Restate word for word the lines that begin the listing and end with the line holding "use super::model::Screen;".

*** SOURCE INFORMATION ***

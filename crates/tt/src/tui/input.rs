//! Keyboard handling.
//!
//! [`transition`] is a pure function of the current state, one key event and
//! the projected screen. It returns the next state plus an [`Effect`] for the
//! runtime to carry out. Modes are checked in a fixed order: search editing,
//! idle search, quick-add, delete confirmation, completion confirmation,
//! detail editing, then normal navigation.

use crossterm::event::{KeyCode, KeyEvent, KeyModifiers};
use ticktick_api_rs::models::{DeleteTaskParams, Task, TaskBody};

use super::model::Screen;
use super::state::{wrap_next, wrap_prev, Column, DetailDraft, Mode, SearchState, ViewState};

/// Status shown when a mutating key arrives while a request is outstanding.
pub const BUSY_MESSAGE: &str = "Still syncing, try again in a moment";

/// Work requested by a key press.
#[derive(Debug, Clone, PartialEq)]
pub enum Effect {
    None,
    Quit,
    /// Full re-sync.
    Refresh,
    /// Quick-add `text`; `default_project_id` applies when no `~project` resolves.
    Add {
        text: String,
        default_project_id: String,
    },
    Update(TaskBody),
    Delete(DeleteTaskParams),
    Complete(Task),
}

#[derive(Debug)]
pub struct Transition {
    pub state: ViewState,
    pub effect: Effect,
}

impl Transition {
    fn stay(state: ViewState) -> Self {
        Self {
            state,
            effect: Effect::None,
        }
    }

    /// Emits a remote effect and marks the request in flight.
    fn remote(mut state: ViewState, effect: Effect) -> Self {
        state.in_flight = true;
        Self { state, effect }
    }
}

/// Advances the controller by one key press.
pub fn transition(mut state: ViewState, key: KeyEvent, screen: &Screen<'_>) -> Transition {
    if key.code == KeyCode::Char('c') && key.modifiers.contains(KeyModifiers::CONTROL) {
        return Transition {
            state,
            effect: Effect::Quit,
        };
    }
    state.status = None;

    if state.is_search_editing() {
        return search_edit(state, key);
    }
    if state.search.is_some() && state.mode == Mode::Normal {
        match key.code {
            KeyCode::Esc => {
                state.search = None;
                state.task_index = 0;
                return Transition::stay(state);
            }
            KeyCode::Char('/') => {
                if let Some(search) = state.search.as_mut() {
                    search.editing = true;
                }
                return Transition::stay(state);
            }
            _ => return normal(state, key, screen),
        }
    }

    match state.mode {
        Mode::QuickAdd => quick_add(state, key, screen),
        Mode::ConfirmDelete => confirm(state, key, screen, |task| {
            Effect::Delete(DeleteTaskParams {
                task_id: task.id.clone(),
                project_id: task.project_id.clone(),
            })
        }),
        Mode::ConfirmComplete => confirm(state, key, screen, |task| Effect::Complete(task.clone())),
        Mode::EditDetail => edit_detail(state, key),
        Mode::Normal => normal(state, key, screen),
    }
}

/// Typed characters without Ctrl/Alt.
fn typed_char(key: &KeyEvent) -> Option<char> {
    match key.code {
        KeyCode::Char(c)
            if !key
                .modifiers
                .intersects(KeyModifiers::CONTROL | KeyModifiers::ALT) =>
        {
            Some(c)
        }
        _ => None,
    }
}

fn search_edit(mut state: ViewState, key: KeyEvent) -> Transition {
    match key.code {
        KeyCode::Esc => {
            state.search = None;
            state.task_index = 0;
        }
        KeyCode::Enter => {
            state.search = state.search.map(|search| SearchState {
                editing: false,
                ..search
            });
            state.column = Column::Tasks;
        }
        KeyCode::Backspace => {
            if let Some(search) = state.search.as_mut() {
                search.query.pop();
            }
            state.task_index = 0;
        }
        _ => {
            if let (Some(c), Some(search)) = (typed_char(&key), state.search.as_mut()) {
                search.query.push(c);
                state.task_index = 0;
            }
        }
    }
    Transition::stay(state)
}

fn quick_add(mut state: ViewState, key: KeyEvent, screen: &Screen<'_>) -> Transition {
    match key.code {
        KeyCode::Esc => {
            state.mode = Mode::Normal;
            state.input.clear();
        }
        KeyCode::Enter => {
            let text = state.input.trim().to_string();
            if text.is_empty() {
                state.mode = Mode::Normal;
                state.input.clear();
            } else if state.in_flight {
                state.status = Some(BUSY_MESSAGE.to_string());
            } else {
                let default_project_id = screen.default_project_id(&state);
                state.mode = Mode::Normal;
                state.input.clear();
                return Transition::remote(
                    state,
                    Effect::Add {
                        text,
                        default_project_id,
                    },
                );
            }
        }
        KeyCode::Backspace => {
            state.input.pop();
        }
        _ => {
            if let Some(c) = typed_char(&key) {
                state.input.push(c);
            }
        }
    }
    Transition::stay(state)
}

fn confirm(
    mut state: ViewState,
    key: KeyEvent,
    screen: &Screen<'_>,
    effect: impl FnOnce(&Task) -> Effect,
) -> Transition {
    state.mode = Mode::Normal;
    let accepted = matches!(key.code, KeyCode::Char('y') | KeyCode::Char('Y') | KeyCode::Enter);
    if !accepted {
        return Transition::stay(state);
    }
    if state.in_flight {
        state.status = Some(BUSY_MESSAGE.to_string());
        return Transition::stay(state);
    }
    match screen.selected_task(&state) {
        Some(task) => {
            let effect = effect(task);
            Transition::remote(state, effect)
        }
        None => Transition::stay(state),
    }
}

fn edit_detail(mut state: ViewState, key: KeyEvent) -> Transition {
    let Some(mut draft) = state.draft.take() else {
        state.mode = Mode::Normal;
        return Transition::stay(state);
    };

    match key.code {
        KeyCode::Esc => {
            state.mode = Mode::Normal;
            return Transition::stay(state);
        }
        KeyCode::Tab => draft.field = draft.field.next(),
        KeyCode::BackTab => draft.field = draft.field.prev(),
        KeyCode::Enter if draft.field.is_last() => {
            if state.in_flight {
                state.status = Some(BUSY_MESSAGE.to_string());
            } else {
                state.mode = Mode::Normal;
                return Transition::remote(state, Effect::Update(draft.into_body()));
            }
        }
        KeyCode::Enter => draft.field = draft.field.next(),
        KeyCode::Backspace => {
            draft.focused_mut().pop();
        }
        _ => {
            if let Some(c) = typed_char(&key) {
                draft.focused_mut().push(c);
            }
        }
    }
    state.draft = Some(draft);
    Transition::stay(state)
}

/// Refuses to start a mutation while one is outstanding.
fn busy(state: &mut ViewState) -> bool {
    if state.in_flight {
        state.status = Some(BUSY_MESSAGE.to_string());
    }
    state.in_flight
}

fn select_list(state: &mut ViewState, index: usize) {
    if index != state.list_index {
        state.list_index = index;
        state.task_index = 0;
        state.search = None;
    }
}

fn normal(mut state: ViewState, key: KeyEvent, screen: &Screen<'_>) -> Transition {
    let lists = screen.lists.len();
    let rows = screen.rows.len();

    match key.code {
        KeyCode::Char('q') => {
            return Transition {
                state,
                effect: Effect::Quit,
            }
        }
        KeyCode::Char('h') | KeyCode::Left => state.column = state.column.left(),
        KeyCode::Char('l') | KeyCode::Right => state.column = state.column.right(),
        KeyCode::Char('j') | KeyCode::Down => match state.column {
            Column::Lists => {
                let index = wrap_next(state.list_index, lists);
                select_list(&mut state, index);
            }
            Column::Tasks => state.task_index = wrap_next(state.task_index, rows),
            Column::Detail => {}
        },
        KeyCode::Char('k') | KeyCode::Up => match state.column {
            Column::Lists => {
                let index = wrap_prev(state.list_index, lists);
                select_list(&mut state, index);
            }
            Column::Tasks => state.task_index = wrap_prev(state.task_index, rows),
            Column::Detail => {}
        },
        KeyCode::Enter => state.column = state.column.right(),
        KeyCode::Char('/') => {
            state.search = Some(SearchState {
                query: String::new(),
                editing: true,
            });
            state.task_index = 0;
        }
        KeyCode::Char('s') => {
            state.sort = state.sort.next();
            state.task_index = 0;
        }
        KeyCode::Char('r') => {
            state.reversed = !state.reversed;
            state.task_index = 0;
        }
        KeyCode::Char('a') => {
            if !busy(&mut state) && !screen.snapshot.inbox_id.is_empty() {
                state.mode = Mode::QuickAdd;
                state.input.clear();
            }
        }
        KeyCode::Char('d') => {
            if !busy(&mut state) && screen.selected_task(&state).is_some() {
                state.mode = Mode::ConfirmDelete;
            }
        }
        KeyCode::Char('c') | KeyCode::Char('x') => {
            if !busy(&mut state) && screen.selected_task(&state).is_some() {
                state.mode = Mode::ConfirmComplete;
            }
        }
        KeyCode::Char('e') => {
            if !busy(&mut state) {
                if let Some(task) = screen.selected_task(&state) {
                    state.draft = Some(DetailDraft::from_task(task));
                    state.column = Column::Detail;
                    state.mode = Mode::EditDetail;
                }
            }
        }
        KeyCode::Char('R') => {
            if !busy(&mut state) {
                return Transition::remote(state, Effect::Refresh);
            }
        }
        _ => {}
    }
    Transition::stay(state)
}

*** End of SOURCE INFORMATION ***

*ANSWER BOX*:
filename crates/tt/src/tui/input.rs
//! Keyboard handling.
//!
//! [`transition`] is a pure function of the current state, one key event and
//! the projected screen. It returns the next state plus an [`Effect`] for the
//! runtime to carry out. Modes are checked in a fixed order: search editing,
//! idle search, quick-add, delete confirmation, completion confirmation,
//! detail editing, then normal navigation.

use crossterm::event::{KeyCode, KeyEvent, KeyModifiers};
use ticktick_api_rs::models::{DeleteTaskParams, Task, TaskBody};

use super::model::Screen;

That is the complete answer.